Tive um dia cheio mas consegui resolver muitas coisas, consegui fazer coisas novas, consegui me lembrar de coisas importantes.

Sim, me lembrar. Tenho tido acessos de lembrança, mas de lembranças boas.
O fato de estar novamente circulando pela ruas do velho São Bernardo está me fazendo bem. Em cada esquina uma história. Em cada esquina uma viagem e um apagão do presente. Só tenho que me cuidar para não morrer atropelado.

Hoje passei em frente à Sociedade dos Amigos do Bairro São Bernardo. Isto existe pessoal, e foi lá a festa de casamento dos meus pais. 8745 pessoas, incluindo eu na barriga da minha mãe.
Lá também trabalhava a Tia Luzia, irmã da minha avó, uma das figuras que eu tive a maior sorte e o maior prazer de conhecer. Fumava sem parar, falava palavrão às tantas, era divertidíssima e tinha lindos, lindos olhos azuis.
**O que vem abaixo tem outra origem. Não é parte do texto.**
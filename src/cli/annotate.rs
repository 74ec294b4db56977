use crate::core::detector::FaceBox;
use image::{DynamicImage, Rgb, RgbImage};
use imageproc::drawing::draw_hollow_rect_mut;
use imageproc::rect::Rect;

const SELECTED_COLOR: Rgb<u8> = Rgb([0, 255, 0]);
const HIGH_CONF_COLOR: Rgb<u8> = Rgb([255, 255, 0]);
const LOW_CONF_COLOR: Rgb<u8> = Rgb([255, 0, 0]);

/// Draws every detection onto a copy of `image`. The face a login would use
/// is green, the rest yellow or red by confidence.
pub fn annotate_faces(image: &DynamicImage, faces: &[FaceBox], selected: Option<&FaceBox>) -> RgbImage {
    let mut img = image.to_rgb8();

    for face in faces {
        if face.width() <= 0.0 || face.height() <= 0.0 {
            continue;
        }

        let color = if Some(face) == selected {
            SELECTED_COLOR
        } else if face.confidence > 0.7 {
            HIGH_CONF_COLOR
        } else {
            LOW_CONF_COLOR
        };

        let x1 = face.x1.max(0.0) as i32;
        let y1 = face.y1.max(0.0) as i32;
        let x2 = face.x2.min(img.width() as f32) as i32;
        let y2 = face.y2.min(img.height() as f32) as i32;
        let rect_width = (x2 - x1).max(1) as u32;
        let rect_height = (y2 - y1).max(1) as u32;

        draw_hollow_rect_mut(&mut img, Rect::at(x1, y1).of_size(rect_width, rect_height), color);

        // Second pass for a two pixel border on the selected face
        if Some(face) == selected && rect_width > 2 && rect_height > 2 {
            let inner = Rect::at(x1 + 1, y1 + 1).of_size(rect_width - 2, rect_height - 2);
            draw_hollow_rect_mut(&mut img, inner, color);
        }
    }

    img
}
A Tia Luzia era enfermeira e secretária da Sociedade.
Isto porque a Sociedade tinha médicos que atendiam a população do bairro, assim como dentistas. Eu fui várias vezes ao médico lá, e ao contrário do que pode parecer, era algo muito bem organizado: com bons médicos, boas salas para atendimento e muito carinho.

Em frente à Sociedade também foi dada a largada para o meu primeiro evento esportivo. Eu tinha uns nove anos, era uma corrida pelas ruas do bairro, e quem deu o tiro inicial foi o Ademar Ferreira da Silva. Passei a noite toda fazendo planos, bolando estratégias, contabilizando possibilidades para vencer. Mal dormi.
Já no mundo real eu corri o primeiro quarteirão, o segundo, o terceiro. No quarto me cansei, comecei a caminhar, e fui batendo papo com um outro perdedor até a linha de chegada. Foi então que eu percebi o verdadeiro sentido de "o que vale é participar": como só um ganha, o resto tem que ter uma desculpa convincente. Bem resignado, bem cristão.

Bem, passei em frente à Sociedade porque fui ensaiar na Opus. Fabiano voltará aos palcos, ainda que seja para uma participação irrisória. Mas foi muito bom, foi ótimo estar lá novamente. A mesma sala, o mesmo calor insuportável, o mesmo Carlão lembrando de todas as marcações feitas há 20 anos e esquecendo tudo em seguida.
Foi bom trabalhar com o corpo de novo: sentir, ver, experimentar em cima da carne. Tinha me esquecido disto, e hoje me lembrei, assim como das histórias da Sociedade.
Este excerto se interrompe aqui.